The conversation quickly turned and a fight was definitely what he was looking for. He told her she lied about the life insurance paper and that she had turned his words against him about the conversation about them not having any say so once he passed away. The daughter was angry to once again be called a liar by this man. She said okay and that if she was wrong about the insurance to tell her what exactly he had the mother sign. He responded that he couldn't remember. This coming from a man that could tell you what you were wearing down to your socks five years ago was just not to be believed. He remembered everything just not what paper he had the mother sign only months prior. Everything that came out of his mouth had been a lie lately. If it made him look better he’d say it.
The conversation went back and forth and the daughter tried to leave but he wouldn't let her. She again told him they needed time, that too much had happened and all she saw when she looked at him was how he made her mother cry that day and apologize for being a burden, and him kicking her out of the hospital and threatening to call the cops on her and how he always disappeared for hours when he should have been spending time with her mother while he could.

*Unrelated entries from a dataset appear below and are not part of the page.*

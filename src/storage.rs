//! Key-value preference storage.
//!
//! The page persists exactly one value (the theme flag), but the store is a
//! plain string map so hosts can back it with whatever they have: an
//! in-memory map for tests and simulations, or a JSON file for the CLI.

use std::cell::RefCell;
use std::collections::BTreeMap;
use std::fs;
use std::path::{Path, PathBuf};
use std::rc::Rc;

use thiserror::Error;

#[derive(Debug, Error)]
pub enum StorageError {
    #[error("failed to read preferences '{path}': {source}")]
    Read {
        path: PathBuf,
        #[source]
        source: std::io::Error,
    },

    #[error("failed to write preferences '{path}': {source}")]
    Write {
        path: PathBuf,
        #[source]
        source: std::io::Error,
    },

    #[error("preferences file '{path}' is corrupt: {source}")]
    Corrupt {
        path: PathBuf,
        #[source]
        source: serde_json::Error,
    },

    #[error("preference storage is disabled")]
    Disabled,
}

/// Persisted string settings.
pub trait KeyValueStore {
    fn get(&self, key: &str) -> Result<Option<String>, StorageError>;
    fn set(&mut self, key: &str, value: &str) -> Result<(), StorageError>;
}

/// In-memory store.
///
/// Clones share the same map, so a test can keep a handle and inspect what
/// the page persisted.
#[derive(Debug, Clone, Default)]
pub struct MemoryStore {
    inner: Rc<RefCell<BTreeMap<String, String>>>,
}

impl MemoryStore {
    pub fn new() -> Self {
        Self::default()
    }

    pub fn with_entry(key: &str, value: &str) -> Self {
        let store = Self::new();
        store
            .inner
            .borrow_mut()
            .insert(key.to_string(), value.to_string());
        store
    }

    /// Read without going through the fallible trait API.
    pub fn peek(&self, key: &str) -> Option<String> {
        self.inner.borrow().get(key).cloned()
    }
}

impl KeyValueStore for MemoryStore {
    fn get(&self, key: &str) -> Result<Option<String>, StorageError> {
        Ok(self.peek(key))
    }

    fn set(&mut self, key: &str, value: &str) -> Result<(), StorageError> {
        self.inner
            .borrow_mut()
            .insert(key.to_string(), value.to_string());
        Ok(())
    }
}

/// Store that refuses every operation, like a browser with storage blocked.
#[derive(Debug, Clone, Copy, Default)]
pub struct DisabledStore;

impl KeyValueStore for DisabledStore {
    fn get(&self, _key: &str) -> Result<Option<String>, StorageError> {
        Err(StorageError::Disabled)
    }

    fn set(&mut self, _key: &str, _value: &str) -> Result<(), StorageError> {
        Err(StorageError::Disabled)
    }
}

/// JSON-object file store. Every `set` rewrites the whole file.
#[derive(Debug, Clone)]
pub struct FileStore {
    path: PathBuf,
}

impl FileStore {
    pub fn new(path: PathBuf) -> Self {
        Self { path }
    }

    /// `<data dir>/folio/preferences.json`, or the current directory when the
    /// platform has no data dir.
    pub fn default_path() -> PathBuf {
        let data_dir = dirs::data_dir().unwrap_or_else(|| PathBuf::from("."));
        data_dir.join("folio").join("preferences.json")
    }

    pub fn path(&self) -> &Path {
        &self.path
    }

    fn read_all(&self) -> Result<BTreeMap<String, String>, StorageError> {
        if !self.path.exists() {
            return Ok(BTreeMap::new());
        }

        let content = fs::read_to_string(&self.path).map_err(|e| StorageError::Read {
            path: self.path.clone(),
            source: e,
        })?;
        if content.trim().is_empty() {
            return Ok(BTreeMap::new());
        }

        serde_json::from_str(&content).map_err(|e| StorageError::Corrupt {
            path: self.path.clone(),
            source: e,
        })
    }
}

impl KeyValueStore for FileStore {
    fn get(&self, key: &str) -> Result<Option<String>, StorageError> {
        Ok(self.read_all()?.remove(key))
    }

    fn set(&mut self, key: &str, value: &str) -> Result<(), StorageError> {
        let mut entries = self.read_all()?;
        entries.insert(key.to_string(), value.to_string());

        let write_err = |e: std::io::Error| StorageError::Write {
            path: self.path.clone(),
            source: e,
        };
        if let Some(parent) = self.path.parent() {
            fs::create_dir_all(parent).map_err(write_err)?;
        }
        let json = serde_json::to_string_pretty(&entries).map_err(|e| StorageError::Corrupt {
            path: self.path.clone(),
            source: e,
        })?;
        fs::write(&self.path, json).map_err(write_err)
    }
}

#[cfg(test)]
mod tests {
    use super::*;
    use tempfile::TempDir;

    #[test]
    fn memory_store_clones_share_entries() {
        let store = MemoryStore::new();
        let mut handle = store.clone();
        handle.set("theme", "light").unwrap();
        assert_eq!(store.peek("theme").as_deref(), Some("light"));
    }

    #[test]
    fn disabled_store_rejects_everything() {
        let mut store = DisabledStore;
        assert!(matches!(store.get("theme"), Err(StorageError::Disabled)));
        assert!(matches!(store.set("theme", "dark"), Err(StorageError::Disabled)));
    }

    #[test]
    fn file_store_missing_file_reads_as_empty() {
        let dir = TempDir::new().unwrap();
        let store = FileStore::new(dir.path().join("prefs.json"));
        assert_eq!(store.get("theme").unwrap(), None);
    }

    #[test]
    fn file_store_round_trips_and_creates_parent_dirs() {
        let dir = TempDir::new().unwrap();
        let path = dir.path().join("nested").join("prefs.json");
        let mut store = FileStore::new(path.clone());
        store.set("theme", "light").unwrap();
        store.set("other", "x").unwrap();

        let reopened = FileStore::new(path);
        assert_eq!(reopened.get("theme").unwrap().as_deref(), Some("light"));
        assert_eq!(reopened.get("other").unwrap().as_deref(), Some("x"));
    }

    #[test]
    fn file_store_reports_corrupt_file() {
        let dir = TempDir::new().unwrap();
        let path = dir.path().join("prefs.json");
        fs::write(&path, "not json").unwrap();
        let store = FileStore::new(path);
        assert!(matches!(store.get("theme"), Err(StorageError::Corrupt { .. })));
    }
}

The husband did not like being called out on all his past indiscretions. He said he was always at the hospital and anyone who said otherwise was lying. He reiterated that nothing the daughter said happened by wagging his finger in her face.
The conversation was going nowhere fast so the daughter finally made her way to the door and left. He'd called her a liar for the last time. He had made her feel unwelcome in her mother's house too many times. That was going to be the last time she stepped foot in that house and that was going to be the last time she talked to a man she used to call her stepdad.
Their relationship was over. Too much was said and done by the both of them. Too much to get over. Sometimes it was better to just leave things alone though. It was sad. This man had been in her life since she was three years old. No way did she think their relationship would end this way. But it had and there was no turning back.